Fluctuations in the head, discharge, and contaminants in the flow can damage parts of the Pelton wheel. An artificial intelligence technique has been investigated for the automatic detection of bucket faults in the Pelton wheel. Features sensitive to defect conditions are extracted from the raw vibration signal and its variational mode decomposition (VMD). The issue of slow convergence speed of the genetic algorithm during optimization is duly addressed by implementing a Levy flight mutated genetic algorithm (LFMGA) while finding the optimal parameters (regularization parameter and kernel function) of a support vector machine (SVM). The efficacy of the proposed LFMGA is tested against different optimization benchmark functions. The results indicate that the proposed algorithm is stable on the basis of the small standard deviation. Using optimized SVM parameters, the SVM model is trained to prepare a classification model with 10-fold cross-validation. After training, the SVM model is tested for fitness evaluation. The overall recognition rate of the SVM model for identification of defects is found to be 98.84% with training time 27.06 s per iteration. A healthy condition is also compared with splitter wear, added mass defect, and missing bucket conditions separately using the VMD–SVM model and shows a recognition rate of 99.17%, 98.33%, and 98.12%, respectively.

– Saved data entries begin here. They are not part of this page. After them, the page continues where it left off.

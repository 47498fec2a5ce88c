use std::fmt;
use std::str::FromStr;

#[derive(Debug, Clone, PartialEq, Eq, thiserror::Error)]
pub enum ShortcutError {
    #[error("shortcut is empty")]
    Empty,
    #[error("shortcut '{0}' has no key, only modifiers")]
    MissingKey(String),
    #[error("shortcut '{0}' names more than one key")]
    TooManyKeys(String),
}

/// A key press as reported by the page.
#[derive(Debug, Clone, Default, PartialEq, Eq)]
pub struct KeyPress {
    pub key: String,
    pub ctrl: bool,
    pub shift: bool,
    pub alt: bool,
    pub meta: bool,
}

impl KeyPress {
    pub fn new(key: impl Into<String>) -> Self {
        Self {
            key: key.into(),
            ..Default::default()
        }
    }

    pub fn ctrl(mut self) -> Self {
        self.ctrl = true;
        self
    }

    pub fn shift(mut self) -> Self {
        self.shift = true;
        self
    }

    pub fn alt(mut self) -> Self {
        self.alt = true;
        self
    }

    pub fn meta(mut self) -> Self {
        self.meta = true;
        self
    }
}

/// A configured chord such as `ctrl+shift+t` or `alt+x`. Modifiers must match
/// exactly; the key is compared case-insensitively.
#[derive(Debug, Clone, PartialEq, Eq)]
pub struct KeyChord {
    key: String,
    ctrl: bool,
    shift: bool,
    alt: bool,
    meta: bool,
}

impl KeyChord {
    pub fn matches(&self, press: &KeyPress) -> bool {
        self.key.eq_ignore_ascii_case(press.key.trim())
            && self.ctrl == press.ctrl
            && self.shift == press.shift
            && self.alt == press.alt
            && self.meta == press.meta
    }
}

impl FromStr for KeyChord {
    type Err = ShortcutError;

    fn from_str(s: &str) -> Result<Self, Self::Err> {
        let spec = s.trim();
        if spec.is_empty() {
            return Err(ShortcutError::Empty);
        }
        // `+` on its own (or trailing, as in `ctrl++`) is the plus key.
        let mut parts: Vec<String> = spec.split('+').map(|p| p.trim().to_ascii_lowercase()).collect();
        if spec.ends_with('+') {
            while parts.last().is_some_and(|p| p.is_empty()) {
                parts.pop();
            }
            parts.push("+".to_string());
        }

        let mut chord = KeyChord {
            key: String::new(),
            ctrl: false,
            shift: false,
            alt: false,
            meta: false,
        };
        for part in parts.into_iter().filter(|p| !p.is_empty()) {
            match part.as_str() {
                "ctrl" | "control" => chord.ctrl = true,
                "shift" | "⇧" => chord.shift = true,
                "alt" | "option" | "⌥" => chord.alt = true,
                "meta" | "cmd" | "command" | "⌘" => chord.meta = true,
                _ if chord.key.is_empty() => chord.key = part,
                _ => return Err(ShortcutError::TooManyKeys(spec.to_string())),
            }
        }
        if chord.key.is_empty() {
            return Err(ShortcutError::MissingKey(spec.to_string()));
        }
        Ok(chord)
    }
}

impl fmt::Display for KeyChord {
    fn fmt(&self, f: &mut fmt::Formatter<'_>) -> fmt::Result {
        for (on, name) in [
            (self.ctrl, "ctrl"),
            (self.shift, "shift"),
            (self.alt, "alt"),
            (self.meta, "meta"),
        ] {
            if on {
                write!(f, "{}+", name)?;
            }
        }
        f.write_str(&self.key)
    }
}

水头、排放和流量中的污染物的波动会损坏 Pelton 轮的部件。已经研究了一种人工智能技术，用于自动检测 Pelton 轮中的铲斗故障。从原始振动信号及其变分模式分解 (VMD) 中提取对缺陷条件敏感的特征。通过在寻找支持向量机 (SVM) 的最佳参数（正则化参数和核函数）的同时实施 Levy 飞行变异遗传算法 (LFMGA)，适当地解决了遗传算法在优化过程中收敛速度慢的问题。所提出的 LFMGA 的功效针对不同的优化基准函数进行了测试。结果表明，该算法在小标准差的基础上是稳定的。使用优化的 SVM 参数，训练 SVM 模型以准备具有 10 倍交叉验证的分类模型。训练后，对 SVM 模型进行适应度评估测试。发现用于识别缺陷的 SVM 模型的整体识别率为 98.84%，每次迭代的训练时间为 27.06 s。还使用 VMD-SVM 模型将健康状况与分流器磨损、增加质量缺陷和铲斗缺失状况分别进行比较，识别率分别为 99.17%、98.33% 和 98.12%。